WHAT THE TASK REQUIRES =
Present the following entries again, word for word and in full.
── RECORDS FOR PROCESSING ──
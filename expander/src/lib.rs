//! AURA 中继器（expander）协议引擎。
//!
//! 一个上行口朝向上位机，若干下行口连接下级设备。上行口收到的帧由主分发器
//! 转发或在本地应答；下行口收到的帧由从分发器汇聚后经发送队列逐帧送往上行口。

#![cfg_attr(not(any(test, feature = "simulator")), no_std)]

#[macro_use]
mod fmt;

pub mod config;
pub mod directory;
pub mod engine;
pub mod receiver;
pub mod routing;
pub mod send_queue;
pub mod templates;

pub use config::ExpanderConfig;
pub use directory::{DeviceDirectory, DirectoryError};
pub use engine::{AuraEngine, EngineStats};
pub use receiver::{PortReceiver, RxEvent, RxState};
pub use send_queue::{QueueError, SendQueue};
───
OUTPUT OF THE EXERCISE =
filename expander/src/lib.rs
//! AURA 中继器（expander）协议引擎。
//!
//! 一个上行口朝向上位机，若干下行口连接下级设备。上行口收到的帧由主分发器
//! 转发或在本地应答；下行口收到的帧由从分发器汇聚后经发送队列逐帧送往上行口。

#![cfg_attr(not(any(test, feature = "simulator")), no_std)]

#[macro_use]
mod fmt;

pub mod config;
pub mod directory;
pub mod engine;
pub mod receiver;
pub mod routing;
pub mod send_queue;
pub mod templates;

pub use config::ExpanderConfig;
pub use directory::{DeviceDirectory, DirectoryError};
pub use engine::{AuraEngine, EngineStats};
pub use receiver::{PortReceiver, RxEvent, RxState};
pub use send_queue::{QueueError, SendQueue};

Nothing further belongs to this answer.